_The task_
Between the line containing "pub fn is_empty(&self)" and the line containing "per solution, but" lies a run of lines; give that run again exactly, with both of those lines, and nothing else from the entries below.

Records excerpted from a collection
*-*-*
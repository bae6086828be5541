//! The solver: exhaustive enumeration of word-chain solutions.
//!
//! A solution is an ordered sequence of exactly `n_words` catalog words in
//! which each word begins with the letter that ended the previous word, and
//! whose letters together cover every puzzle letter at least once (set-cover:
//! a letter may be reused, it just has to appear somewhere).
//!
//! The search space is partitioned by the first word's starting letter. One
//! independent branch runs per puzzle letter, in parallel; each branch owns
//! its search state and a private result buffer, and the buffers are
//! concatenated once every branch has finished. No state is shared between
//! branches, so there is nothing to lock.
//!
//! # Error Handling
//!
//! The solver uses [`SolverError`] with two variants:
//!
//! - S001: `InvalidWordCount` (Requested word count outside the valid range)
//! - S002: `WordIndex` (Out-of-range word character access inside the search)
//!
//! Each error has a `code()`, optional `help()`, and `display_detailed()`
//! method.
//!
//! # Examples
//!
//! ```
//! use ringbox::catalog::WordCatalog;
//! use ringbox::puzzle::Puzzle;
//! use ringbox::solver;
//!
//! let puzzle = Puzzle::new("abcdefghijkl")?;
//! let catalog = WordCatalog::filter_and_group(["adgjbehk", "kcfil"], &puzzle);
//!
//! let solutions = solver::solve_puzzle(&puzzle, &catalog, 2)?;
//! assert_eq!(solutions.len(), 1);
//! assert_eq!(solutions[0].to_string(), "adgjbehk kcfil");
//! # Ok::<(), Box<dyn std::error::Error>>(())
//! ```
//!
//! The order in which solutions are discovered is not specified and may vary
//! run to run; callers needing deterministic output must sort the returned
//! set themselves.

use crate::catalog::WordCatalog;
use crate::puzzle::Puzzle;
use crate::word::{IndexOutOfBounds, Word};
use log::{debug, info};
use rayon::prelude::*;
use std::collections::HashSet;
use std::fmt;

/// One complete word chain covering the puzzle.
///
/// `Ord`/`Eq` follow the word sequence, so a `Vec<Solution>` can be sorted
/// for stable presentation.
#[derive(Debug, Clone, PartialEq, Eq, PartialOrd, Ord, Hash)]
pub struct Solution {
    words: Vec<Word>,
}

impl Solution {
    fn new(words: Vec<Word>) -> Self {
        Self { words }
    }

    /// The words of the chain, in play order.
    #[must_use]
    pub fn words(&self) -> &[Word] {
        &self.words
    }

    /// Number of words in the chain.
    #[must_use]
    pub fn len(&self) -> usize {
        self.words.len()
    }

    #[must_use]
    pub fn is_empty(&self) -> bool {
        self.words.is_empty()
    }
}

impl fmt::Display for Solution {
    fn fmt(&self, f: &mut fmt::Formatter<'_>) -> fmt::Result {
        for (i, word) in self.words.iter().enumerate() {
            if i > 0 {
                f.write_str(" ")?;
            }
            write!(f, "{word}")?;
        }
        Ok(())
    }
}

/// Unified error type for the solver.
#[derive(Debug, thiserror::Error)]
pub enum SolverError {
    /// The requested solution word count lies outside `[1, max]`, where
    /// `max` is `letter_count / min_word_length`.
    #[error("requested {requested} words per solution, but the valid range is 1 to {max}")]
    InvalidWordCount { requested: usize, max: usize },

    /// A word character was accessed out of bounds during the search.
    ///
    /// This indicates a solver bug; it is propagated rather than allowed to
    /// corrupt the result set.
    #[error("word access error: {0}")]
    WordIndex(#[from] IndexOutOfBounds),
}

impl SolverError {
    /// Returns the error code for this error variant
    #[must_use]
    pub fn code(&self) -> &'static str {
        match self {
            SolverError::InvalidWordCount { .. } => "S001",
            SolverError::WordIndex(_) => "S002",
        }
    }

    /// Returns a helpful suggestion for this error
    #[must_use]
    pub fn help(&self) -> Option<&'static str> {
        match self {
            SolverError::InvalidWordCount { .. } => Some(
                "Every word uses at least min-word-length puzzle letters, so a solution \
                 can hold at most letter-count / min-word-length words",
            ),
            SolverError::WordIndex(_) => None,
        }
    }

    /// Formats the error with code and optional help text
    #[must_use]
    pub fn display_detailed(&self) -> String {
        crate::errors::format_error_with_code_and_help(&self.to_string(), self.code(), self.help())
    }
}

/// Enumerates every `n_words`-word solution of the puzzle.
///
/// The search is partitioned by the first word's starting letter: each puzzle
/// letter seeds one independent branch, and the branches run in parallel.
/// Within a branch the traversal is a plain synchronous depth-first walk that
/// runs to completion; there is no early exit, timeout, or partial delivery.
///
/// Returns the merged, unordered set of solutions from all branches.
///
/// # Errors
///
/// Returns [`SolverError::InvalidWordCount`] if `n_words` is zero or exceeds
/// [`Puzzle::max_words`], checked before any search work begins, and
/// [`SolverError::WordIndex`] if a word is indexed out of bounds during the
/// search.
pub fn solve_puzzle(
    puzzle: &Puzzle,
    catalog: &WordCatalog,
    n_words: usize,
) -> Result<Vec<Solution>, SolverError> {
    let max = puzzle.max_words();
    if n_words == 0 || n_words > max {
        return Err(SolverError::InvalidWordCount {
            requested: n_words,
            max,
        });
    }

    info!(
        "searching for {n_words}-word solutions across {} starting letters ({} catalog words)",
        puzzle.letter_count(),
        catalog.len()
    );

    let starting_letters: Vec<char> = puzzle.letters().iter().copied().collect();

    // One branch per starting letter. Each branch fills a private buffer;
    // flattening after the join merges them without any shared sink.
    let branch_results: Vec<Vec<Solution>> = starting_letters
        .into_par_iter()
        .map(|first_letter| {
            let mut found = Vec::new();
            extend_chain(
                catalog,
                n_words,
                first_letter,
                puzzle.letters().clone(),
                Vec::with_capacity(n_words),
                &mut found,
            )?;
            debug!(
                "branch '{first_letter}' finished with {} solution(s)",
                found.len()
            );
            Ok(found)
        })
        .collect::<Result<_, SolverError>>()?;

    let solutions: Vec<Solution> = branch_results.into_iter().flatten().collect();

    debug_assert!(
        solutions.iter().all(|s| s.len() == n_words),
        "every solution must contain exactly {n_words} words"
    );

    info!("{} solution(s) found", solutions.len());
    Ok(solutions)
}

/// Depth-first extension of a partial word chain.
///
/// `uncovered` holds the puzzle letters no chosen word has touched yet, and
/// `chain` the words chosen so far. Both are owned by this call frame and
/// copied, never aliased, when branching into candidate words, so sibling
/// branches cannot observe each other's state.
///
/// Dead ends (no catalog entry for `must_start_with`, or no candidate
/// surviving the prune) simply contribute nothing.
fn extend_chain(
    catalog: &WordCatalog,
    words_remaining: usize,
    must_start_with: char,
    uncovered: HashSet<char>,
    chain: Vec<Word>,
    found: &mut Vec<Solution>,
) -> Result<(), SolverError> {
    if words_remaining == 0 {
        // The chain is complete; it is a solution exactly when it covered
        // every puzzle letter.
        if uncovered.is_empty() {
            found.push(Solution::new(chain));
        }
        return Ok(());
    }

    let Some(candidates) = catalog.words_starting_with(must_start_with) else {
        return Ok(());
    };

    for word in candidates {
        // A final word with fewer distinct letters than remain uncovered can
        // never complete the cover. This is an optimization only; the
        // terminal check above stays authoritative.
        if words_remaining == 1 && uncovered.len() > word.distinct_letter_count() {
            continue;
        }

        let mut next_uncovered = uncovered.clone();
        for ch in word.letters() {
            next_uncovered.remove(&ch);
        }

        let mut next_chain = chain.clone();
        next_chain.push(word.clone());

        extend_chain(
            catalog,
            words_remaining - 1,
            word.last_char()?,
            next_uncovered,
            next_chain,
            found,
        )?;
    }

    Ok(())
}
*-*-*
_Solution_
    pub fn is_empty(&self) -> bool {
        self.words.is_empty()
    }
}

impl fmt::Display for Solution {
    fn fmt(&self, f: &mut fmt::Formatter<'_>) -> fmt::Result {
        for (i, word) in self.words.iter().enumerate() {
            if i > 0 {
                f.write_str(" ")?;
            }
            write!(f, "{word}")?;
        }
        Ok(())
    }
}

/// Unified error type for the solver.
#[derive(Debug, thiserror::Error)]
pub enum SolverError {
    /// The requested solution word count lies outside `[1, max]`, where
    /// `max` is `letter_count / min_word_length`.
    #[error("requested {requested} words per solution, but the valid range is 1 to {max}")]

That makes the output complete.